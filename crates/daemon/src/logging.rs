// SPDX-License-Identifier: BUSL-1.1
// Copyright (c) 2026 Alfred Jean LLC

//! Scheduler log setup.
//!
//! The log file format is part of the external contract:
//! `<timestamp> <LEVEL> - <message>` with levels
//! `{DEBUG, INFO, WARNING, ERROR}`. Verbosity is runtime-switchable via
//! the `set-verbosity` command through a reloadable filter.

use std::fmt;
use std::path::Path;
use tracing::Level;
use tracing_appender::non_blocking::WorkerGuard;
use tracing_subscriber::fmt::format::Writer;
use tracing_subscriber::fmt::{FmtContext, FormatEvent, FormatFields};
use tracing_subscriber::layer::SubscriberExt;
use tracing_subscriber::registry::LookupSpan;
use tracing_subscriber::reload;
use tracing_subscriber::util::SubscriberInitExt;
use tracing_subscriber::{EnvFilter, Registry};

/// `<timestamp> <LEVEL> - <message>`
pub struct SchedulerLogFormat;

fn level_name(level: Level) -> &'static str {
    match level {
        Level::ERROR => "ERROR",
        Level::WARN => "WARNING",
        Level::INFO => "INFO",
        Level::DEBUG | Level::TRACE => "DEBUG",
    }
}

impl<S, N> FormatEvent<S, N> for SchedulerLogFormat
where
    S: tracing::Subscriber + for<'a> LookupSpan<'a>,
    N: for<'a> FormatFields<'a> + 'static,
{
    fn format_event(
        &self,
        ctx: &FmtContext<'_, S, N>,
        mut writer: Writer<'_>,
        event: &tracing::Event<'_>,
    ) -> fmt::Result {
        let timestamp = chrono::Utc::now().format("%Y-%m-%dT%H:%M:%SZ");
        let level = level_name(*event.metadata().level());
        write!(writer, "{timestamp} {level} - ")?;
        ctx.field_format().format_fields(writer.by_ref(), event)?;
        writeln!(writer)
    }
}

/// Handle for runtime verbosity changes; holds the appender guard.
pub struct LogHandle {
    reload: reload::Handle<EnvFilter, Registry>,
    _guard: WorkerGuard,
}

impl LogHandle {
    /// Apply one of the accepted levels. The caller validates against
    /// [`gyre_engine::runtime`]'s level set before this point.
    pub fn set_verbosity(&self, level: &str) -> Result<(), String> {
        let directive = match level {
            "DEBUG" => "debug",
            "INFO" => "info",
            "WARNING" => "warn",
            "ERROR" => "error",
            other => return Err(format!("illegal verbosity level: {other:?}")),
        };
        self.reload
            .reload(EnvFilter::new(directive))
            .map_err(|e| e.to_string())
    }
}

/// Install the scheduler log writing to `<log_dir>/log`.
pub fn init(log_dir: &Path) -> std::io::Result<LogHandle> {
    std::fs::create_dir_all(log_dir)?;
    let appender = tracing_appender::rolling::never(log_dir, "log");
    let (writer, guard) = tracing_appender::non_blocking(appender);

    let filter =
        EnvFilter::try_from_default_env().unwrap_or_else(|_| EnvFilter::new("info"));
    let (filter, handle) = reload::Layer::new(filter);

    tracing_subscriber::registry()
        .with(filter)
        .with(
            tracing_subscriber::fmt::layer()
                .event_format(SchedulerLogFormat)
                .with_writer(writer)
                .with_ansi(false),
        )
        .init();

    Ok(LogHandle { reload: handle, _guard: guard })
}
// SPDX-License-Identifier: BUSL-1.1
// Copyright (c) 2026 Alfred Jean LLC

//! Declarative macros for reducing boilerplate.
//!
//! - [`simple_display!`] — `Display` impl mapping enum variants to string literals
//! - [`builder!`] — test builder struct with Default, setters, and `build()`

/// Generate a `Display` impl that maps enum variants to string literals.
///
/// Unit variants match directly; data-carrying variants use `(..)` to ignore fields.
///
/// ```ignore
/// crate::simple_display! {
///     TaskStatus {
///         Waiting => "waiting",
///         SubmitFailed => "submit-failed",
///     }
/// }
/// ```
#[macro_export]
macro_rules! simple_display {
    ($enum:ty { $( $variant:ident $(( $($ignore:tt)* ))? => $str:expr ),+ $(,)? }) => {
        impl std::fmt::Display for $enum {
            fn fmt(&self, f: &mut std::fmt::Formatter<'_>) -> std::fmt::Result {
                f.write_str(match self {
                    $( Self::$variant $(( $($ignore)* ))? => $str, )+
                })
            }
        }
    };
}

/// Generate a test builder (struct + Default + setters + build).
///
/// All generated items are gated behind `#[cfg(any(test, feature = "test-support"))]`.
///
/// Field groups:
/// - `into { field: Type = default }` — setter uses `impl Into<Type>`
/// - `set { field: Type = default }` — setter takes `Type` directly
/// - `option { field: Type = default }` — builder field is `Option<Type>`,
///   setter wraps in `Some(v.into())`
/// - `computed { field: Type = expr }` — no builder field or setter;
///   value computed at build time
///
/// ```ignore
/// crate::builder! {
///     pub struct TaskProxyBuilder => TaskProxy {
///         into { name: String = "foo" }
///         set { status: TaskStatus = TaskStatus::Waiting }
///     }
/// }
/// ```
#[macro_export]
macro_rules! builder {
    (
        pub struct $builder:ident => $target:ident {
            $(into {
                $( $into_field:ident : $into_ty:ty = $into_default:expr ),* $(,)?
            })?
            $(set {
                $( $set_field:ident : $set_ty:ty = $set_default:expr ),* $(,)?
            })?
            $(option {
                $( $opt_field:ident : $opt_ty:ty = $opt_default:expr ),* $(,)?
            })?
            $(computed {
                $( $comp_field:ident : $comp_ty:ty = $comp_expr:expr ),* $(,)?
            })?
        }
    ) => {
        #[cfg(any(test, feature = "test-support"))]
        pub struct $builder {
            $($( $into_field: $into_ty, )*)?
            $($( $set_field: $set_ty, )*)?
            $($( $opt_field: Option<$opt_ty>, )*)?
        }

        #[cfg(any(test, feature = "test-support"))]
        impl Default for $builder {
            fn default() -> Self {
                Self {
                    $($( $into_field: $into_default.into(), )*)?
                    $($( $set_field: $set_default, )*)?
                    $($( $opt_field: $opt_default, )*)?
                }
            }
        }

        #[cfg(any(test, feature = "test-support"))]
        impl $builder {
            $($(
                pub fn $into_field(mut self, v: impl Into<$into_ty>) -> Self {
                    self.$into_field = v.into();
                    self
                }
            )*)?

            $($(
                pub fn $set_field(mut self, v: $set_ty) -> Self {
                    self.$set_field = v;
                    self
                }
            )*)?

            $($(
                pub fn $opt_field(mut self, v: impl Into<$opt_ty>) -> Self {
                    self.$opt_field = Some(v.into());
                    self
                }
            )*)?

            pub fn build(self) -> $target {
                $target {
                    $($( $into_field: self.$into_field, )*)?
                    $($( $set_field: self.$set_field, )*)?
                    $($( $opt_field: self.$opt_field, )*)?
                    $($( $comp_field: $comp_expr, )*)?
                }
            }
        }

        #[cfg(any(test, feature = "test-support"))]
        impl $target {
            /// Create a builder with test defaults.
            pub fn builder() -> $builder {
                $builder::default()
            }
        }
    };
}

Task details:
Please reproduce every line shown above, exactly as written.

Answer to the exercise:
filename crates/daemon/src/logging.rs
// SPDX-License-Identifier: BUSL-1.1
// Copyright (c) 2026 Alfred Jean LLC

//! Scheduler log setup.
//!
//! The log file format is part of the external contract:
//! `<timestamp> <LEVEL> - <message>` with levels
//! `{DEBUG, INFO, WARNING, ERROR}`. Verbosity is runtime-switchable via
//! the `set-verbosity` command through a reloadable filter.

use std::fmt;
use std::path::Path;
use tracing::Level;
use tracing_appender::non_blocking::WorkerGuard;
use tracing_subscriber::fmt::format::Writer;
use tracing_subscriber::fmt::{FmtContext, FormatEvent, FormatFields};
use tracing_subscriber::layer::SubscriberExt;
use tracing_subscriber::registry::LookupSpan;
use tracing_subscriber::reload;
use tracing_subscriber::util::SubscriberInitExt;
use tracing_subscriber::{EnvFilter, Registry};

/// `<timestamp> <LEVEL> - <message>`
pub struct SchedulerLogFormat;

fn level_name(level: Level) -> &'static str {
    match level {
        Level::ERROR => "ERROR",
        Level::WARN => "WARNING",
        Level::INFO => "INFO",
        Level::DEBUG | Level::TRACE => "DEBUG",
    }
}

impl<S, N> FormatEvent<S, N> for SchedulerLogFormat
where
    S: tracing::Subscriber + for<'a> LookupSpan<'a>,
    N: for<'a> FormatFields<'a> + 'static,
{
    fn format_event(
        &self,
        ctx: &FmtContext<'_, S, N>,
        mut writer: Writer<'_>,
        event: &tracing::Event<'_>,
    ) -> fmt::Result {
        let timestamp = chrono::Utc::now().format("%Y-%m-%dT%H:%M:%SZ");
        let level = level_name(*event.metadata().level());
        write!(writer, "{timestamp} {level} - ")?;
        ctx.field_format().format_fields(writer.by_ref(), event)?;
        writeln!(writer)
    }
}

/// Handle for runtime verbosity changes; holds the appender guard.
pub struct LogHandle {
    reload: reload::Handle<EnvFilter, Registry>,
    _guard: WorkerGuard,
}

impl LogHandle {
    /// Apply one of the accepted levels. The caller validates against
    /// [`gyre_engine::runtime`]'s level set before this point.
    pub fn set_verbosity(&self, level: &str) -> Result<(), String> {
        let directive = match level {
            "DEBUG" => "debug",
            "INFO" => "info",
            "WARNING" => "warn",
            "ERROR" => "error",
            other => return Err(format!("illegal verbosity level: {other:?}")),
        };
        self.reload
            .reload(EnvFilter::new(directive))
            .map_err(|e| e.to_string())
    }
}

/// Install the scheduler log writing to `<log_dir>/log`.
pub fn init(log_dir: &Path) -> std::io::Result<LogHandle> {
    std::fs::create_dir_all(log_dir)?;
    let appender = tracing_appender::rolling::never(log_dir, "log");
    let (writer, guard) = tracing_appender::non_blocking(appender);

    let filter =
        EnvFilter::try_from_default_env().unwrap_or_else(|_| EnvFilter::new("info"));
    let (filter, handle) = reload::Layer::new(filter);

    tracing_subscriber::registry()
        .with(filter)
        .with(
            tracing_subscriber::fmt::layer()
                .event_format(SchedulerLogFormat)
                .with_writer(writer)
                .with_ansi(false),
        )
        .init();

    Ok(LogHandle { reload: handle, _guard: guard })
}
// SPDX-License-Identifier: BUSL-1.1
// Copyright (c) 2026 Alfred Jean LLC

//! Declarative macros for reducing boilerplate.
//!
//! - [`simple_display!`] — `Display` impl mapping enum variants to string literals
//! - [`builder!`] — test builder struct with Default, setters, and `build()`

/// Generate a `Display` impl that maps enum variants to string literals.
///
/// Unit variants match directly; data-carrying variants use `(..)` to ignore fields.
///
/// ```ignore
/// crate::simple_display! {
///     TaskStatus {
///         Waiting => "waiting",
///         SubmitFailed => "submit-failed",
///     }
/// }
/// ```
#[macro_export]
macro_rules! simple_display {
    ($enum:ty { $( $variant:ident $(( $($ignore:tt)* ))? => $str:expr ),+ $(,)? }) => {
        impl std::fmt::Display for $enum {
            fn fmt(&self, f: &mut std::fmt::Formatter<'_>) -> std::fmt::Result {
                f.write_str(match self {
                    $( Self::$variant $(( $($ignore)* ))? => $str, )+
                })
            }
        }
    };
}

/// Generate a test builder (struct + Default + setters + build).
///
/// All generated items are gated behind `#[cfg(any(test, feature = "test-support"))]`.
///
/// Field groups:
/// - `into { field: Type = default }` — setter uses `impl Into<Type>`
/// - `set { field: Type = default }` — setter takes `Type` directly
/// - `option { field: Type = default }` — builder field is `Option<Type>`,
///   setter wraps in `Some(v.into())`
/// - `computed { field: Type = expr }` — no builder field or setter;
///   value computed at build time
///
/// ```ignore
/// crate::builder! {
///     pub struct TaskProxyBuilder => TaskProxy {
///         into { name: String = "foo" }
///         set { status: TaskStatus = TaskStatus::Waiting }
///     }
/// }
/// ```
#[macro_export]
macro_rules! builder {
    (
        pub struct $builder:ident => $target:ident {
            $(into {
                $( $into_field:ident : $into_ty:ty = $into_default:expr ),* $(,)?
            })?
            $(set {
                $( $set_field:ident : $set_ty:ty = $set_default:expr ),* $(,)?
            })?
            $(option {
                $( $opt_field:ident : $opt_ty:ty = $opt_default:expr ),* $(,)?
            })?
            $(computed {
                $( $comp_field:ident : $comp_ty:ty = $comp_expr:expr ),* $(,)?
            })?
        }
    ) => {
        #[cfg(any(test, feature = "test-support"))]
        pub struct $builder {
            $($( $into_field: $into_ty, )*)?
            $($( $set_field: $set_ty, )*)?
            $($( $opt_field: Option<$opt_ty>, )*)?
        }

        #[cfg(any(test, feature = "test-support"))]
        impl Default for $builder {
            fn default() -> Self {
                Self {
                    $($( $into_field: $into_default.into(), )*)?
                    $($( $set_field: $set_default, )*)?
                    $($( $opt_field: $opt_default, )*)?
                }
            }
        }

        #[cfg(any(test, feature = "test-support"))]
        impl $builder {
            $($(
                pub fn $into_field(mut self, v: impl Into<$into_ty>) -> Self {
                    self.$into_field = v.into();
                    self
                }
            )*)?

            $($(
                pub fn $set_field(mut self, v: $set_ty) -> Self {
                    self.$set_field = v;
                    self
                }
            )*)?

            $($(
                pub fn $opt_field(mut self, v: impl Into<$opt_ty>) -> Self {
                    self.$opt_field = Some(v.into());
                    self
                }
            )*)?

            pub fn build(self) -> $target {
                $target {
                    $($( $into_field: self.$into_field, )*)?
                    $($( $set_field: self.$set_field, )*)?
                    $($( $opt_field: self.$opt_field, )*)?
                    $($( $comp_field: $comp_expr, )*)?
                }
            }
        }

        #[cfg(any(test, feature = "test-support"))]
        impl $target {
            /// Create a builder with test defaults.
            pub fn builder() -> $builder {
                $builder::default()
            }
        }
    };
}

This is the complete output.